Many people with risk factors will first come into contact with a local authority, particularly people with learning disabilities and autism. It is important that the local authority has a clear responsibility to assist ICBs in identifying people for inclusion on the register, to ensure that people get the right support at the right time. I hope that the Minister will take this amendment in the spirit that it is given. This is an important issue which is not strong enough in the Bill and which really needs to be taken account of.
There have been difficulties for some people getting enrolled on the DSR, and this is particularly true for autistic people without a learning disability. Additionally, NHS England data shows that 52% of autistic people and people with a learning disability detained in a mental health hospital are not on a risk register prior to admission. Therefore, there is a gap, and the Bill gives us a chance to help plug it. Hopefully, placing this duty on local authorities will facilitate greater uptake and enrolment on the register for all, therefore helping to reduce admissions, improving support in the community and being a good preventive measure.
Coupled with this, Amendments 36 and 37 in the name of the noble Baroness, Lady Hollins, would help with that prevention role by making sure that proper provision was available. Taken together, Amendments 22, 36 and 37 would be a really good group of steps forward to help with preventive measures to make sure that all people who can be identified who come into contact with a local authority but are not known to the ICB go on the register, and that provision is made.

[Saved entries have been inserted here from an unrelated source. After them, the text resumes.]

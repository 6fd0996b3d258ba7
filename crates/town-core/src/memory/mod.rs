//! Memory Subsystem
//!
//! The append-only memory stream of one agent and the scored retrieval
//! index over it.

pub mod retrieval;
mod stream;

pub use retrieval::{RetrievalWeights, ScoredMemory};
pub use stream::{MemoryDraft, MemoryStream, PreparedMemory};
//! Property-based tests for the memory stream.
//!
//! - IDs within a kind are strictly increasing and never reused
//! - Retrieval returns at most k hits in non-increasing score order
//! - Retrieval is deterministic for a fixed stream and time
//! - Retrieval only ever moves `latest_access`, and only for hits

use proptest::prelude::*;

use town_core::{MemoryDraft, MemoryStream, RetrievalWeights, ScriptedModel};
use town_events::{AgentId, MemoryKind, SimTime};

const WORDS: &[&str] = &[
    "coffee", "party", "mural", "fire", "thesis", "garden", "market", "rain", "secret", "music",
];

// ---------------------------------------------------------------------------
// Strategies
// ---------------------------------------------------------------------------

fn arb_description() -> impl Strategy<Value = String> {
    prop::collection::vec(prop::sample::select(WORDS), 1..5).prop_map(|words| words.join(" "))
}

/// (is_conversation, description, minutes since previous entry)
fn arb_entries() -> impl Strategy<Value = Vec<(bool, String, u64)>> {
    prop::collection::vec((any::<bool>(), arb_description(), 0u64..120), 1..30)
}

fn runtime() -> tokio::runtime::Runtime {
    tokio::runtime::Builder::new_current_thread()
        .build()
        .unwrap()
}

fn build_stream(entries: &[(bool, String, u64)]) -> (MemoryStream, SimTime) {
    let model = ScriptedModel::new();
    runtime().block_on(async {
        let mut stream = MemoryStream::new();
        let mut now = SimTime::start();
        for (is_conversation, description, gap) in entries {
            now = now.plus_minutes(*gap);
            let draft = if *is_conversation {
                MemoryDraft::conversation(description.clone(), AgentId::from("klaus"))
            } else {
                MemoryDraft::observation(description.clone())
            };
            stream.append(&model, draft, now).await.unwrap();
        }
        (stream, now)
    })
}

fn embed(text: &str) -> Vec<f32> {
    use town_core::LanguageModel;
    runtime().block_on(ScriptedModel::new().embed(text)).unwrap()
}

// ---------------------------------------------------------------------------
// Properties
// ---------------------------------------------------------------------------

proptest! {
    #[test]
    fn ids_strictly_increase_within_kind(entries in arb_entries()) {
        let (stream, _) = build_stream(&entries);

        for kind in MemoryKind::all() {
            let ids: Vec<u64> = stream.of_kind(*kind).map(|m| m.id().0).collect();
            prop_assert!(ids.windows(2).all(|w| w[0] < w[1]));
            if let Some(first) = ids.first() {
                prop_assert_eq!(*first, 1);
            }
            prop_assert_eq!(stream.next_id(*kind).0, ids.len() as u64 + 1);
        }
    }

    #[test]
    fn retrieval_is_bounded_and_sorted(
        entries in arb_entries(),
        query in arb_description(),
        k in 1usize..10,
        later in 0u64..600,
    ) {
        let (mut stream, last) = build_stream(&entries);
        let now = last.plus_minutes(later);

        let hits = stream.retrieve_where(&embed(&query), k, now, &RetrievalWeights::default(), |_| true);

        prop_assert!(hits.len() <= k);
        prop_assert_eq!(hits.len(), k.min(stream.len()));
        prop_assert!(hits.windows(2).all(|w| w[0].score >= w[1].score));
    }

    #[test]
    fn retrieval_is_deterministic(
        entries in arb_entries(),
        query in arb_description(),
        k in 1usize..10,
    ) {
        let (stream, now) = build_stream(&entries);
        let query = embed(&query);
        let mut a = stream.clone();
        let mut b = stream;

        let first = a.retrieve_where(&query, k, now, &RetrievalWeights::default(), |_| true);
        let second = b.retrieve_where(&query, k, now, &RetrievalWeights::default(), |_| true);

        prop_assert_eq!(first, second);
    }

    #[test]
    fn retrieval_only_touches_hits(
        entries in arb_entries(),
        query in arb_description(),
        k in 1usize..5,
    ) {
        let (mut stream, last) = build_stream(&entries);
        let before: Vec<_> = stream.iter().cloned().collect();
        let now = last.plus_minutes(60);

        let hits = stream.retrieve_where(&embed(&query), k, now, &RetrievalWeights::default(), |_| true);

        for (old, new) in before.iter().zip(stream.iter()) {
            prop_assert_eq!(old.importance(), new.importance());
            prop_assert_eq!(old.embedding(), new.embedding());
            prop_assert_eq!(old.created_at(), new.created_at());
            let hit = hits.iter().any(|h| h.reference == new.reference());
            if hit {
                prop_assert_eq!(new.latest_access(), now);
            } else {
                prop_assert_eq!(new.latest_access(), old.latest_access());
            }
        }
    }
}
//! Presentation Notifications
//!
//! Typed change notices emitted whenever an agent's visible action or
//! location changes, for a renderer to react to.

use serde::{Deserialize, Serialize};

use crate::agent::{Action, AgentId, Position};
use crate::timestamp::SimTime;

#[derive(Debug, Clone, PartialEq, Serialize, Deserialize)]
#[serde(tag = "type", rename_all = "snake_case")]
pub enum AgentNotification {
    ActionChanged {
        agent_id: AgentId,
        action: Action,
        at: SimTime,
    },
    LocationChanged {
        agent_id: AgentId,
        position: Position,
        at: SimTime,
    },
}

impl AgentNotification {
    pub fn agent_id(&self) -> &AgentId {
        match self {
            AgentNotification::ActionChanged { agent_id, .. }
            | AgentNotification::LocationChanged { agent_id, .. } => agent_id,
        }
    }
}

Amendments 24 and 29 would change the current language in the Bill. After listening to debate on previous amendments, I will not labour the point because I have a good idea what the Minister might say, but again I think the provision needs to be strengthened so that ICBs and local authorities have a duty to consider the risk register when exercising commissioning and marketing functions.
In Amendments 25 and 30 there is the same approach by strengthening the words in the Bill to ensure that ICBs and local authorities have a duty to ensure that the needs of autistic people and people with a learning disability are met in the community wherever possible. The current language in the Bill states only that ICBs and local authorities must “seek to ensure” that the needs of autistic people and people with a learning disability are met. This wording is vague and does not compel a strong enough duty to meet the needs of people in the community. Again, the amendments in the name of the noble Baroness, Lady Hollins, would strengthen my amendments even further.
These amendments are important. I hope that the Minister has listened very carefully, will make efforts to implement some of these steps and reports back on Report.